What is needed
From the material below, copy every line in which the word "reqwest" occurs.
##### Given records
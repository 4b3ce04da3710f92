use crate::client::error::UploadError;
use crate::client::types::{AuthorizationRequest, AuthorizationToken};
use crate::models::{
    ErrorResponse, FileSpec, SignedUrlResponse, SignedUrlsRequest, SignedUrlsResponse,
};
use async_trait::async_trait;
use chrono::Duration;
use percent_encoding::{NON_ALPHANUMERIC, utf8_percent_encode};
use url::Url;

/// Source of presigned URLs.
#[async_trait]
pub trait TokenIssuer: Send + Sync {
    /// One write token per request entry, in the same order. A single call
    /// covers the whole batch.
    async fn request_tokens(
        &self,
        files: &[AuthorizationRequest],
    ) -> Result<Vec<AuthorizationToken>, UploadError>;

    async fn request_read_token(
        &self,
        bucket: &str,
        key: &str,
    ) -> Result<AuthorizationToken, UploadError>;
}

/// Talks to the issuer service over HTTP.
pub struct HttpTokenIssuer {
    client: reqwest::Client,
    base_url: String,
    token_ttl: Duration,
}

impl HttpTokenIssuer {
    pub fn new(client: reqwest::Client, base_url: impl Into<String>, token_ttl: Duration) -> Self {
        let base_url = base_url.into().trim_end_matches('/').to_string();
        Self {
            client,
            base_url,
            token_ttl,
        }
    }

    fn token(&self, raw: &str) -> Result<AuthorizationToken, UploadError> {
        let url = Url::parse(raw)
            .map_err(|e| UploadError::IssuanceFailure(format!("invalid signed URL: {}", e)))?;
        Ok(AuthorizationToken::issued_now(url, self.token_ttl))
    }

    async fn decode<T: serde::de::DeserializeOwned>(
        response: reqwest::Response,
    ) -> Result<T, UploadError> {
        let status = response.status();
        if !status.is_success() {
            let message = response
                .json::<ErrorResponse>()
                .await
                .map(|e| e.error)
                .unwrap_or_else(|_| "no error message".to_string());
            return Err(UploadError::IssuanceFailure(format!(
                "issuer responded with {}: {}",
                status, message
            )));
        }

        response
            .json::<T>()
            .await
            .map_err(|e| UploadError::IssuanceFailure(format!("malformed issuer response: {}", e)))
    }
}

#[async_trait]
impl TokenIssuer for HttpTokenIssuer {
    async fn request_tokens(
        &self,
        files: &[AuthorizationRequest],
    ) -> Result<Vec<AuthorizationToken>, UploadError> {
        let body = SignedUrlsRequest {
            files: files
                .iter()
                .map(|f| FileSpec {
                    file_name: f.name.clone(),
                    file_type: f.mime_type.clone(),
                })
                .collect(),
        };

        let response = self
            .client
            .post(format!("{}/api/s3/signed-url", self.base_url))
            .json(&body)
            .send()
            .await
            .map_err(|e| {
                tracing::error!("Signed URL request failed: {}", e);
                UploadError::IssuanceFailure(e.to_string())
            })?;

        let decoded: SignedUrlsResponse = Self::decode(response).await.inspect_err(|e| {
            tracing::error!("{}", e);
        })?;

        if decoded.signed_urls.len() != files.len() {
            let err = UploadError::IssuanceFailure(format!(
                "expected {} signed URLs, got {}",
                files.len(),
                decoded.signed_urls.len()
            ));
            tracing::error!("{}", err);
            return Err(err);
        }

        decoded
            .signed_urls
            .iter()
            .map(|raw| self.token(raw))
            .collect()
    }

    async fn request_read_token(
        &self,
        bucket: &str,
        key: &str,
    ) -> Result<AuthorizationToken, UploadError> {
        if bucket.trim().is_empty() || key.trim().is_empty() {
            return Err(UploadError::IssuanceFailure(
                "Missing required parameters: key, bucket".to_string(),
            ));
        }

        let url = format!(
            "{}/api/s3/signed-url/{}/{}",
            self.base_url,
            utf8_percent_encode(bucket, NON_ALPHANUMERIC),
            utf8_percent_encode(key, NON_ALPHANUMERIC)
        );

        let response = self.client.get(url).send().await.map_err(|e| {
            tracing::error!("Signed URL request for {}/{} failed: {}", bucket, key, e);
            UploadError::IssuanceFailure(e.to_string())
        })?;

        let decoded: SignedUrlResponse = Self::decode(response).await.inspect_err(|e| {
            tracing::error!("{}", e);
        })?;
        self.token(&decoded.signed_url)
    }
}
##########
Exercise answer
    client: reqwest::Client,
    pub fn new(client: reqwest::Client, base_url: impl Into<String>, token_ttl: Duration) -> Self {
        response: reqwest::Response,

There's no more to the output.